[Saved entries]
--- START ---
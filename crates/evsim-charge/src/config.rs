//! Charge session configuration
//!
//! Loaded from TOML, every field has a default:
//!
//! ```toml
//! evse_id = 3735928559
//!
//! [limits]
//! max_current = 500.0
//! max_voltage = 1000.0
//!
//! [timings]
//! init_timeout_ms = 20000
//! isolation_timeout_ms = 60000   # omit to wait without bound
//! ```

use std::path::Path;
use std::time::Duration;

use serde::{Deserialize, Serialize};

use crate::error::ConfigError;

/// Station ratings published at the start of Authentication
#[derive(Debug, Clone, PartialEq, Serialize, Deserialize)]
#[serde(default)]
pub struct ChargeLimits {
    /// Maximum current in A
    pub max_current: f64,
    /// Maximum voltage in V
    pub max_voltage: f64,
    /// Maximum power in W
    pub max_power: f64,
    /// Energy to be delivered in Wh
    pub energy_to_be_delivered: f64,
    /// Minimum current in A
    pub min_current: f64,
    /// Minimum voltage in V
    pub min_voltage: f64,
    /// Peak current ripple in A
    pub peak_current_ripple: f64,
    /// Current regulation tolerance in A
    pub current_regulation_tolerance: f64,
}

impl Default for ChargeLimits {
    fn default() -> Self {
        Self {
            max_current: 500.0,
            max_voltage: 1000.0,
            max_power: 500_000.0,
            energy_to_be_delivered: 500_000.0,
            min_current: 0.0,
            min_voltage: 10.0,
            peak_current_ripple: 5.0,
            current_regulation_tolerance: 3.0,
        }
    }
}

/// Timeouts and holds of the session walk, in milliseconds
///
/// Optional timeouts wait without bound when unset.
#[derive(Debug, Clone, PartialEq, Serialize, Deserialize)]
pub struct SessionTimings {
    /// Wait for the first `ChargeInfo` and for the unplugged state
    #[serde(default = "default_preflight_timeout")]
    pub preflight_timeout_ms: u64,

    /// Granularity of the plug-in poll
    #[serde(default = "default_plugin_poll")]
    pub plugin_poll_ms: u64,

    #[serde(default = "default_init_timeout")]
    pub init_timeout_ms: u64,

    #[serde(default = "default_authentication_timeout")]
    pub authentication_timeout_ms: u64,

    #[serde(default = "default_parameter_timeout")]
    pub parameter_timeout_ms: u64,

    /// Wait for the `EVDCMaxLimits` snapshot
    #[serde(default, skip_serializing_if = "Option::is_none")]
    pub ev_limits_timeout_ms: Option<u64>,

    #[serde(default, skip_serializing_if = "Option::is_none")]
    pub isolation_timeout_ms: Option<u64>,

    /// Wait for pilot C when a vehicle-side bus is attached
    #[serde(default = "default_pilot_c_timeout")]
    pub pilot_c_timeout_ms: u64,

    #[serde(default = "default_precharge_timeout")]
    pub precharge_timeout_ms: u64,

    /// Wait for each `EVDCChargeTargets` read
    #[serde(default, skip_serializing_if = "Option::is_none")]
    pub targets_timeout_ms: Option<u64>,

    /// Number of PreCharge ramp steps
    #[serde(default = "default_ramp_steps")]
    pub ramp_steps: u32,

    /// Hold before each ramp step is published
    #[serde(default = "default_ramp_step")]
    pub ramp_step_ms: u64,

    #[serde(default = "default_charge_timeout")]
    pub charge_timeout_ms: u64,

    /// Interval of the charge loop
    #[serde(default = "default_status_interval")]
    pub status_interval_ms: u64,

    /// Wait for `ChargeInfo` inside the charge loop and the shut-off poll
    #[serde(default, skip_serializing_if = "Option::is_none")]
    pub charge_info_timeout_ms: Option<u64>,

    /// Wait for pilot B after shut-off when a vehicle-side bus is attached
    #[serde(default = "default_pilot_b_timeout")]
    pub pilot_b_timeout_ms: u64,

    #[serde(default, skip_serializing_if = "Option::is_none")]
    pub unplug_timeout_ms: Option<u64>,

    /// Hold between "Ongoing" and "Finished" of CA, CPD and CC
    #[serde(default = "default_response_delay")]
    pub response_delay_ms: u64,
}

fn default_preflight_timeout() -> u64 {
    10_000
}

fn default_plugin_poll() -> u64 {
    1_000
}

fn default_init_timeout() -> u64 {
    20_000
}

fn default_authentication_timeout() -> u64 {
    20_000
}

fn default_parameter_timeout() -> u64 {
    3_000
}

fn default_pilot_c_timeout() -> u64 {
    30_000
}

fn default_precharge_timeout() -> u64 {
    10_000
}

fn default_ramp_steps() -> u32 {
    13
}

fn default_ramp_step() -> u64 {
    200
}

fn default_charge_timeout() -> u64 {
    3_000
}

fn default_status_interval() -> u64 {
    1_000
}

fn default_pilot_b_timeout() -> u64 {
    40_000
}

fn default_response_delay() -> u64 {
    1_000
}

impl Default for SessionTimings {
    fn default() -> Self {
        Self {
            preflight_timeout_ms: default_preflight_timeout(),
            plugin_poll_ms: default_plugin_poll(),
            init_timeout_ms: default_init_timeout(),
            authentication_timeout_ms: default_authentication_timeout(),
            parameter_timeout_ms: default_parameter_timeout(),
            ev_limits_timeout_ms: None,
            isolation_timeout_ms: None,
            pilot_c_timeout_ms: default_pilot_c_timeout(),
            precharge_timeout_ms: default_precharge_timeout(),
            targets_timeout_ms: None,
            ramp_steps: default_ramp_steps(),
            ramp_step_ms: default_ramp_step(),
            charge_timeout_ms: default_charge_timeout(),
            status_interval_ms: default_status_interval(),
            charge_info_timeout_ms: None,
            pilot_b_timeout_ms: default_pilot_b_timeout(),
            unplug_timeout_ms: None,
            response_delay_ms: default_response_delay(),
        }
    }
}

/// Milliseconds to a bounded or unbounded timeout
pub(crate) fn millis(ms: Option<u64>) -> Option<Duration> {
    ms.map(Duration::from_millis)
}

impl SessionTimings {
    pub fn preflight_timeout(&self) -> Duration {
        Duration::from_millis(self.preflight_timeout_ms)
    }

    pub fn plugin_poll(&self) -> Duration {
        Duration::from_millis(self.plugin_poll_ms)
    }

    pub fn ramp_step(&self) -> Duration {
        Duration::from_millis(self.ramp_step_ms)
    }

    pub fn status_interval(&self) -> Duration {
        Duration::from_millis(self.status_interval_ms)
    }

    pub fn response_delay(&self) -> Duration {
        Duration::from_millis(self.response_delay_ms)
    }
}

/// Complete station driver configuration
#[derive(Debug, Clone, PartialEq, Serialize, Deserialize)]
pub struct DriverConfig {
    /// Value published on `EVSEID`
    #[serde(default = "default_evse_id")]
    pub evse_id: u32,

    #[serde(default)]
    pub limits: ChargeLimits,

    #[serde(default)]
    pub timings: SessionTimings,
}

fn default_evse_id() -> u32 {
    0xDEAD_BEEF
}

impl Default for DriverConfig {
    fn default() -> Self {
        Self {
            evse_id: default_evse_id(),
            limits: ChargeLimits::default(),
            timings: SessionTimings::default(),
        }
    }
}

impl DriverConfig {
    /// Load configuration from a TOML file
    pub fn load(path: impl AsRef<Path>) -> Result<Self, ConfigError> {
        let content = std::fs::read_to_string(path)?;
        Self::from_toml(&content)
    }

    pub fn from_toml(content: &str) -> Result<Self, ConfigError> {
        let config: Self = toml::from_str(content)?;
        config.validate()?;
        Ok(config)
    }

    /// Reject values the session walk cannot run with
    pub fn validate(&self) -> Result<(), ConfigError> {
        if self.timings.ramp_steps == 0 {
            return Err(ConfigError::Invalid(
                "timings.ramp_steps must be at least 1".to_string(),
            ));
        }
        if self.timings.plugin_poll_ms == 0 {
            return Err(ConfigError::Invalid(
                "timings.plugin_poll_ms must be greater than 0".to_string(),
            ));
        }
        if self.limits.min_voltage > self.limits.max_voltage {
            return Err(ConfigError::Invalid(format!(
                "limits.min_voltage ({}) exceeds limits.max_voltage ({})",
                self.limits.min_voltage, self.limits.max_voltage
            )));
        }
        if self.limits.min_current > self.limits.max_current {
            return Err(ConfigError::Invalid(format!(
                "limits.min_current ({}) exceeds limits.max_current ({})",
                self.limits.min_current, self.limits.max_current
            )));
        }
        Ok(())
    }
}

#[cfg(test)]
mod tests {
    use super::*;
    use pretty_assertions::assert_eq;

    #[test]
    fn test_defaults() {
        let config = DriverConfig::default();
        assert_eq!(config.evse_id, 0xDEADBEEF);
        assert_eq!(config.limits.max_current, 500.0);
        assert_eq!(config.limits.min_voltage, 10.0);
        assert_eq!(config.timings.ramp_steps, 13);
        assert_eq!(config.timings.isolation_timeout_ms, None);
        assert_eq!(config.timings.preflight_timeout(), Duration::from_secs(10));
    }

    #[test]
    fn test_partial_toml() {
        let config = DriverConfig::from_toml(
            r#"
evse_id = 42

[limits]
max_current = 200.0

[timings]
isolation_timeout_ms = 60000
ramp_steps = 5
"#,
        )
        .unwrap();

        assert_eq!(config.evse_id, 42);
        assert_eq!(config.limits.max_current, 200.0);
        assert_eq!(config.limits.max_voltage, 1000.0);
        assert_eq!(config.timings.isolation_timeout_ms, Some(60_000));
        assert_eq!(config.timings.ramp_steps, 5);
        assert_eq!(config.timings.init_timeout_ms, 20_000);
    }

    #[test]
    fn test_invalid_ramp_rejected() {
        let err = DriverConfig::from_toml("[timings]\nramp_steps = 0\n").unwrap_err();
        assert!(matches!(err, ConfigError::Invalid(_)));
    }

    #[test]
    fn test_load_from_file() {
        let dir = tempfile::tempdir().unwrap();
        let path = dir.path().join("driver.toml");
        std::fs::write(&path, "evse_id = 7\n").unwrap();

        let config = DriverConfig::load(&path).unwrap();
        assert_eq!(config.evse_id, 7);
        assert_eq!(config.limits, ChargeLimits::default());
    }
}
--- END ---
What you need to do » Only the lines with the string "path" are wanted; pick them out of the records above and copy them.

Answer box »
use std::path::Path;
    pub fn load(path: impl AsRef<Path>) -> Result<Self, ConfigError> {
        let content = std::fs::read_to_string(path)?;
        let path = dir.path().join("driver.toml");
        std::fs::write(&path, "evse_id = 7\n").unwrap();
        let config = DriverConfig::load(&path).unwrap();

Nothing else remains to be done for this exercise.